In the 27 years following Kompakt’s founders’ fateful gathering at Delerium Records in Cologne, the group has not once faltered in their ability to advance their label’s sound in the right direction. Over the past decade, they’ve given rise to popular groups like the Netherlands duo Weval, pushed the intersection between electronic and the avant-garde with their yearly Pop Ambient series, and helped revisit and reinterpret the influence of established acts like Terranova, Sasha, and WhoMadeWho. “When we started releasing on Kompakt, it felt like a whole new world was unfolding for me somehow,” WhoMadeWho’s Jeppe Kjellberg explains. “When I first met Michael, it was like meeting a brother that you didn’t know you had.”

For Michael, nurturing connections with artists is all in a day’s work. His go-to A&R strategy reads something like, “Let’s get drunk and talk about what music we like right now,” and all who cross his path are more than happy to comply. “One of Kompakt’s strengths is that we can connect the dots between artists that would normally never play on the same floor,” Mayer says. “I like how colorful our portfolio is.”
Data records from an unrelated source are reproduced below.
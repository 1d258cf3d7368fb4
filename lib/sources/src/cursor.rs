use crate::format::ReplayFormat;
use async_trait::async_trait;
use oxrdfio::{RdfParser, ReaderQuadParser};
use rdf_lens_common::error::{EngineError, ExecutionError};
use rdf_lens_common::ResultCursor;
use rdf_lens_model::{DecodedTerm, Literal, ResultRow, Variable};
use sparesults::{QueryResultsParser, ReaderQueryResultsParserOutput, ReaderSolutionsParser};
use std::io::Cursor;
use std::sync::Arc;
use std::time::Duration;

type Document = Cursor<Vec<u8>>;

enum ReplayRows {
    Solutions(ReaderSolutionsParser<Document>),
    /// The boolean of an `ASK` result. Taken once it has been served.
    Boolean(Option<bool>),
    Triples(ReaderQuadParser<Document>),
    Closed,
}

/// Serves the rows of one document.
pub(crate) struct ReplayCursor {
    variables: Arc<[Variable]>,
    rows: ReplayRows,
    row_delay: Option<Duration>,
}

impl ReplayCursor {
    /// Reads the header of `document`. Syntax errors in the header are reported as
    /// [EngineError]s, errors in the body only once the affected row is pulled.
    pub(crate) fn open(
        document: Vec<u8>,
        format: ReplayFormat,
        row_delay: Option<Duration>,
    ) -> Result<Self, EngineError> {
        let document = Cursor::new(document);
        let (variables, rows): (Arc<[Variable]>, ReplayRows) = match format {
            ReplayFormat::Results(format) => match QueryResultsParser::from_format(format)
                .for_reader(document)
                .map_err(EngineError::other)?
            {
                ReaderQueryResultsParserOutput::Solutions(solutions) => (
                    solutions.variables().iter().cloned().collect(),
                    ReplayRows::Solutions(solutions),
                ),
                ReaderQueryResultsParserOutput::Boolean(value) => (
                    Arc::from([Variable::new_unchecked("boolean")]),
                    ReplayRows::Boolean(Some(value)),
                ),
            },
            ReplayFormat::Rdf(format) => (
                ["subject", "predicate", "object"]
                    .into_iter()
                    .map(Variable::new_unchecked)
                    .collect(),
                ReplayRows::Triples(RdfParser::from_format(format).for_reader(document)),
            ),
        };
        Ok(Self {
            variables,
            rows,
            row_delay,
        })
    }

    fn pull(&mut self) -> Result<Option<ResultRow>, ExecutionError> {
        let values: Vec<Option<DecodedTerm>> = match &mut self.rows {
            ReplayRows::Solutions(solutions) => match solutions.next() {
                None => return Ok(None),
                Some(solution) => solution
                    .map_err(|error| ExecutionError::InvalidResult(error.to_string()))?
                    .values()
                    .to_vec(),
            },
            ReplayRows::Boolean(value) => match value.take() {
                None => return Ok(None),
                Some(value) => vec![Some(Literal::from(value).into())],
            },
            ReplayRows::Triples(triples) => match triples.next() {
                None => return Ok(None),
                Some(quad) => {
                    let quad =
                        quad.map_err(|error| ExecutionError::InvalidResult(error.to_string()))?;
                    vec![
                        Some(quad.subject.into()),
                        Some(quad.predicate.into()),
                        Some(quad.object),
                    ]
                }
            },
            ReplayRows::Closed => return Ok(None),
        };
        Ok(Some(ResultRow::from((Arc::clone(&self.variables), values))))
    }
}

#[async_trait]
impl ResultCursor for ReplayCursor {
    fn variables(&self) -> Arc<[Variable]> {
        Arc::clone(&self.variables)
    }

    async fn next_row(&mut self) -> Result<Option<ResultRow>, ExecutionError> {
        if let Some(delay) = self.row_delay {
            tokio::time::sleep(delay).await;
        }
        self.pull()
    }

    fn close(&mut self) {
        self.rows = ReplayRows::Closed;
    }
}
In a year of unprecedented disarray for the music industry, Michael Mayer remains hopeful that a return to the dance floor is not so far away. He’s energized, having just played a couple of gigs in Poland, where restrictions are more relaxed, and feels pleased with how COVID safety measures were carried out. Back at home, Kompakt has received help from the government, and they’ve managed to keep their entire staff employed without any layoffs. “When the lockdown came, we very quickly realized that it’s important to keep the machine running,” Mayer says. “People were at home and locked down, and what did they do? They listened to music, and music gave them strength and hope.”

The Kompakt headquarters currently sits empty, as social distancing measures warrant the team working from home. But in the meantime, Mayer and the rest of the founders have some exciting new plans for their base of operations. “17 years after our current record shop opened in its current location, we’re making changes for the first time,” Mayer says with an eager grin on his face. “We’ve got amazing plans to improve the store. It’s where everything started, and it deserves a little makeover. We’ve also already had some anxious people looking inside, like, ‘Oh my God, what are you doing? Are you closing down?’ No. Right now, we’re in the middle of this process where the whole team’s just trying to make things better, and when the light goes on again, we’ll be there. And we’ll be better than ever.”